> DATA SHOWN
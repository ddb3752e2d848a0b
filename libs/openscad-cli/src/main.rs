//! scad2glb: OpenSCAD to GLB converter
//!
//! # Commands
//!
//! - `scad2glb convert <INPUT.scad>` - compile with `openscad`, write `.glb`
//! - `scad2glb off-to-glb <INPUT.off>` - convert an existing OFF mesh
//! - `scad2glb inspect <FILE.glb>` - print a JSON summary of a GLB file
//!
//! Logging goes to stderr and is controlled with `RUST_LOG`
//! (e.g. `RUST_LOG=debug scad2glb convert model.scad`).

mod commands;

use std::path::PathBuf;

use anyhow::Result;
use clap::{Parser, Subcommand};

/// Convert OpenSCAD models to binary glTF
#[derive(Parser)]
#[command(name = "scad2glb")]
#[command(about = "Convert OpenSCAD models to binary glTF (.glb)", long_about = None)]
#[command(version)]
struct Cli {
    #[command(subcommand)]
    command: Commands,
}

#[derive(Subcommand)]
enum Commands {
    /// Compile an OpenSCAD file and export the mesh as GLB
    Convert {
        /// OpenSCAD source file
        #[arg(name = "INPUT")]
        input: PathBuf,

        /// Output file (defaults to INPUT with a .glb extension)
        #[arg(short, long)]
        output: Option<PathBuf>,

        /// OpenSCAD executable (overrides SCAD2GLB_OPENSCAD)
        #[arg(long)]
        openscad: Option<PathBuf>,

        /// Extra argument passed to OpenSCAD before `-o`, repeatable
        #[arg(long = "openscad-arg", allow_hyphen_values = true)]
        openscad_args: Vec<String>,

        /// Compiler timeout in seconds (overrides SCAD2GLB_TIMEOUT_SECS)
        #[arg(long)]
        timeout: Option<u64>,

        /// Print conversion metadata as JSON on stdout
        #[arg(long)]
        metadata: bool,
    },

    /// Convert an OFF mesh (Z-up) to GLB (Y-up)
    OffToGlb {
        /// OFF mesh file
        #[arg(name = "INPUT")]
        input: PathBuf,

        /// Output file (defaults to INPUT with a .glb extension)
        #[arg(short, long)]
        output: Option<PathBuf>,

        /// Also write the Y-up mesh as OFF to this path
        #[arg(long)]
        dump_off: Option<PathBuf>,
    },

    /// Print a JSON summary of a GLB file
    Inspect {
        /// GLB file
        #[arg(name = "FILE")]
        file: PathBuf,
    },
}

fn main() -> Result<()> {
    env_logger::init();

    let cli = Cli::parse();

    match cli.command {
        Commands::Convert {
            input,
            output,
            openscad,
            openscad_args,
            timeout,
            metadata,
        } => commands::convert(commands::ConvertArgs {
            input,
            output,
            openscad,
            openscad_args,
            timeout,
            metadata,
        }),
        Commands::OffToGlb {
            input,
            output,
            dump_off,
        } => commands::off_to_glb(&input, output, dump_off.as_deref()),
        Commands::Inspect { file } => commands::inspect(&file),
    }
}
--
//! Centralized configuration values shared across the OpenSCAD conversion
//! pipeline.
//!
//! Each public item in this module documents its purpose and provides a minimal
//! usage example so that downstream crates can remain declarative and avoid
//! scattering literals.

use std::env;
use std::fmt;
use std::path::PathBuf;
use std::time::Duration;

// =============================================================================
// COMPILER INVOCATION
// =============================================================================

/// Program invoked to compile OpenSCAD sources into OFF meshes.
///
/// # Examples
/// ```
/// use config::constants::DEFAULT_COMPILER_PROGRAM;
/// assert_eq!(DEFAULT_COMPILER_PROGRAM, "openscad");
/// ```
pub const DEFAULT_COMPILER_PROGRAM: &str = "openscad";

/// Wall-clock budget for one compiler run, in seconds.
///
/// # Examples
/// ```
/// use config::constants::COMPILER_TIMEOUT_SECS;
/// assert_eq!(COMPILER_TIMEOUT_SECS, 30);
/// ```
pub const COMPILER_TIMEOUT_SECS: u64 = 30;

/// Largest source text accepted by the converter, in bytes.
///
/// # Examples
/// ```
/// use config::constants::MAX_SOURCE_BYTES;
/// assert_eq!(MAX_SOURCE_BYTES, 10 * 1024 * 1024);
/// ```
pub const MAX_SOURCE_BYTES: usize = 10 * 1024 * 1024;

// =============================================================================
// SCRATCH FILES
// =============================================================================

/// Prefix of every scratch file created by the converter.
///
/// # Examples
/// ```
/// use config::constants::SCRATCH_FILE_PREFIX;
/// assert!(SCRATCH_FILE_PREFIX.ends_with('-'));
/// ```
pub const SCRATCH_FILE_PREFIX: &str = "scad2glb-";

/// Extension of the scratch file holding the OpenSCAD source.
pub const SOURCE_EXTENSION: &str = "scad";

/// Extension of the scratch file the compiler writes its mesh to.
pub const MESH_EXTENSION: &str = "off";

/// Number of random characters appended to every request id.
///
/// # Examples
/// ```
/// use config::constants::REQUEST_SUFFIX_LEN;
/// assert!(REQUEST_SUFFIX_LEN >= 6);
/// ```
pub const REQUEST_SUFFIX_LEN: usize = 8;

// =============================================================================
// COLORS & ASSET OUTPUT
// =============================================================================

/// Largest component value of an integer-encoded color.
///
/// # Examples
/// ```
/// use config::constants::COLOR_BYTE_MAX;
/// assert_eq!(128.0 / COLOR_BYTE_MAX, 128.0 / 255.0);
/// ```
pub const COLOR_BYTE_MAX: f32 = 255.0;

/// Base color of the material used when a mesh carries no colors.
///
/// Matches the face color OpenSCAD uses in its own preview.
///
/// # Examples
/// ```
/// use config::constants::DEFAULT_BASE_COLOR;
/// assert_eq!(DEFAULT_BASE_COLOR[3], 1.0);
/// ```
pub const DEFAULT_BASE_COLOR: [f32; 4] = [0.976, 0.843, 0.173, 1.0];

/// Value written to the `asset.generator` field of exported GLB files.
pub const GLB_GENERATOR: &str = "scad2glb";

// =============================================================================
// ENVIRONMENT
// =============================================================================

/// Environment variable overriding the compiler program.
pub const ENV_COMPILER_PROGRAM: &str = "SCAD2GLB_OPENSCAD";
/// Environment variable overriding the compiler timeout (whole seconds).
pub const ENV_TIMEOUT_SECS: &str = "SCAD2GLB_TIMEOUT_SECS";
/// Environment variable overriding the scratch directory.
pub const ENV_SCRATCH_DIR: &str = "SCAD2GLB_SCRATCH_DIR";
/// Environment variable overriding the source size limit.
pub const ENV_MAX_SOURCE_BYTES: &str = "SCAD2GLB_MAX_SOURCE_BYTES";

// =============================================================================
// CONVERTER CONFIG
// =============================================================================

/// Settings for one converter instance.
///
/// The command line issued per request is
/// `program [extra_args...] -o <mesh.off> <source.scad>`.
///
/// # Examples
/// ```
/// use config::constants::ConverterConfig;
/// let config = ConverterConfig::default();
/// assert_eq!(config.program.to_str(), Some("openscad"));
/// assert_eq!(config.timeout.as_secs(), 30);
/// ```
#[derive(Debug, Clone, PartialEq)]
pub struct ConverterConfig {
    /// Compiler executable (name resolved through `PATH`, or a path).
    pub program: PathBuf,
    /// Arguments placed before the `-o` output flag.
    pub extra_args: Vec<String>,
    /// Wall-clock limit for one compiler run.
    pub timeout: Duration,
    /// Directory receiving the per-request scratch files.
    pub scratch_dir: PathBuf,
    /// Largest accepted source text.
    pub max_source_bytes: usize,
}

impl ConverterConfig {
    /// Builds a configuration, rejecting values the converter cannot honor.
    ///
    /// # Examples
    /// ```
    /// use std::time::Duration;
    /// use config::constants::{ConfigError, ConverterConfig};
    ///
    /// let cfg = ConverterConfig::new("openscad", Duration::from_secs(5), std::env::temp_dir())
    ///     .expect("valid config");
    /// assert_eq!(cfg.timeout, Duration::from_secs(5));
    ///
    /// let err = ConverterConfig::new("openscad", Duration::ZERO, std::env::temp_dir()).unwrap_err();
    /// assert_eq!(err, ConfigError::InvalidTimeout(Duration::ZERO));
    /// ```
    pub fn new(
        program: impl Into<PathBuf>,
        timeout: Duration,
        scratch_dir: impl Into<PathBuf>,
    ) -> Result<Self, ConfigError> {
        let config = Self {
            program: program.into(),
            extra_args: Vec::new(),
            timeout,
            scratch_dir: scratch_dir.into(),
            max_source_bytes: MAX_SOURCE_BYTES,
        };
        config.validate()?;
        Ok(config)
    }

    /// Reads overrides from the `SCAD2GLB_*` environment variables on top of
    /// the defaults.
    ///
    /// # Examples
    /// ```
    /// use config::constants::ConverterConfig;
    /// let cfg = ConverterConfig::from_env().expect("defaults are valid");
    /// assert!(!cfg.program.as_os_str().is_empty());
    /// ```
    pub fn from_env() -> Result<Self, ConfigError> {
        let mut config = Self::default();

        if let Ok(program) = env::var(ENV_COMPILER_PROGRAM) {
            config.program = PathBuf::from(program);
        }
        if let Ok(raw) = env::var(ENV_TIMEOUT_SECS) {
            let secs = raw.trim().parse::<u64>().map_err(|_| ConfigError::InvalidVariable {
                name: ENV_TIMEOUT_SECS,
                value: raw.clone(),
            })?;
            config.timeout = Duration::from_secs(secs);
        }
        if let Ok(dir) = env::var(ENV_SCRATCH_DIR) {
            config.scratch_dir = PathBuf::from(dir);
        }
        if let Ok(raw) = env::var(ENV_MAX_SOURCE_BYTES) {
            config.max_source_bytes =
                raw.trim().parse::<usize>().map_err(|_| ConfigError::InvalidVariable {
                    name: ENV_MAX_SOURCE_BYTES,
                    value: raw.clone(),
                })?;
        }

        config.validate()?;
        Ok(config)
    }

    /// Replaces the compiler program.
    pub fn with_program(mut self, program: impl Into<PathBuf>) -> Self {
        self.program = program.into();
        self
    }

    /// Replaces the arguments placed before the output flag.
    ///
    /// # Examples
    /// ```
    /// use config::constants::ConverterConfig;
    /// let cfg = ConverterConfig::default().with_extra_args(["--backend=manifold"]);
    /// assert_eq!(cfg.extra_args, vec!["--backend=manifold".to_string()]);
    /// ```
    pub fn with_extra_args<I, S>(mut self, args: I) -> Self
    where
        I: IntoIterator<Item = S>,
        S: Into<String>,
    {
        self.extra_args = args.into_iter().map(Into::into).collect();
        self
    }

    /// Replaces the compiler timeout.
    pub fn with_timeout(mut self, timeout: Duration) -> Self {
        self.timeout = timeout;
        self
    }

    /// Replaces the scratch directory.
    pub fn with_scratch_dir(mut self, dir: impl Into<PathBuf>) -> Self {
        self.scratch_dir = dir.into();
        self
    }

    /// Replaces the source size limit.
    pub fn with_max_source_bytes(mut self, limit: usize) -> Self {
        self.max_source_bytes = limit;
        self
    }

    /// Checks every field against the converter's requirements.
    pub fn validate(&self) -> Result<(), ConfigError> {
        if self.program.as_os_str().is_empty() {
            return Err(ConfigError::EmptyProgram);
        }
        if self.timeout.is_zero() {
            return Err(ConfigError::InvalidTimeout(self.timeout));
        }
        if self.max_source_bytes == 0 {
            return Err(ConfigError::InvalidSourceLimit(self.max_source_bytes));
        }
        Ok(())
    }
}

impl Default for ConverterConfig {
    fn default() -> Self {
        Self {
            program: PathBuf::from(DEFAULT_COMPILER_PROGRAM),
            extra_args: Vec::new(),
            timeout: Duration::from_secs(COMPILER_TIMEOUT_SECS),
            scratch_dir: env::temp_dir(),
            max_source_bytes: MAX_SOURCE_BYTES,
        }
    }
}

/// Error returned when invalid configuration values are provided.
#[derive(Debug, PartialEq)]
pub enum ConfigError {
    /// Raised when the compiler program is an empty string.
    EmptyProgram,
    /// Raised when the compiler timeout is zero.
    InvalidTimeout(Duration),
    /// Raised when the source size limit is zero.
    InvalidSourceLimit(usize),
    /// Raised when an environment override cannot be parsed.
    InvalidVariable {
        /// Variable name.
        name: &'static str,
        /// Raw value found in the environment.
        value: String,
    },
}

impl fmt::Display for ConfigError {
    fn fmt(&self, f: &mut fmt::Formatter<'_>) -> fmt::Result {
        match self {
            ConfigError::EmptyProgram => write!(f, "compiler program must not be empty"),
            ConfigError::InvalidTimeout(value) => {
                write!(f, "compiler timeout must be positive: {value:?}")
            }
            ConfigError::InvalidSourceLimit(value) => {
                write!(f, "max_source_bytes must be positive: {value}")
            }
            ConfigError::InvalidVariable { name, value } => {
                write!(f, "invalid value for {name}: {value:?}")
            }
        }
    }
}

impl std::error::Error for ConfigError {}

> ASSIGNMENT
Copy out each line of the material that holds the word "executable".

> RESULT FOR THIS EXERCISE
        /// OpenSCAD executable (overrides SCAD2GLB_OPENSCAD)
    /// Compiler executable (name resolved through `PATH`, or a path).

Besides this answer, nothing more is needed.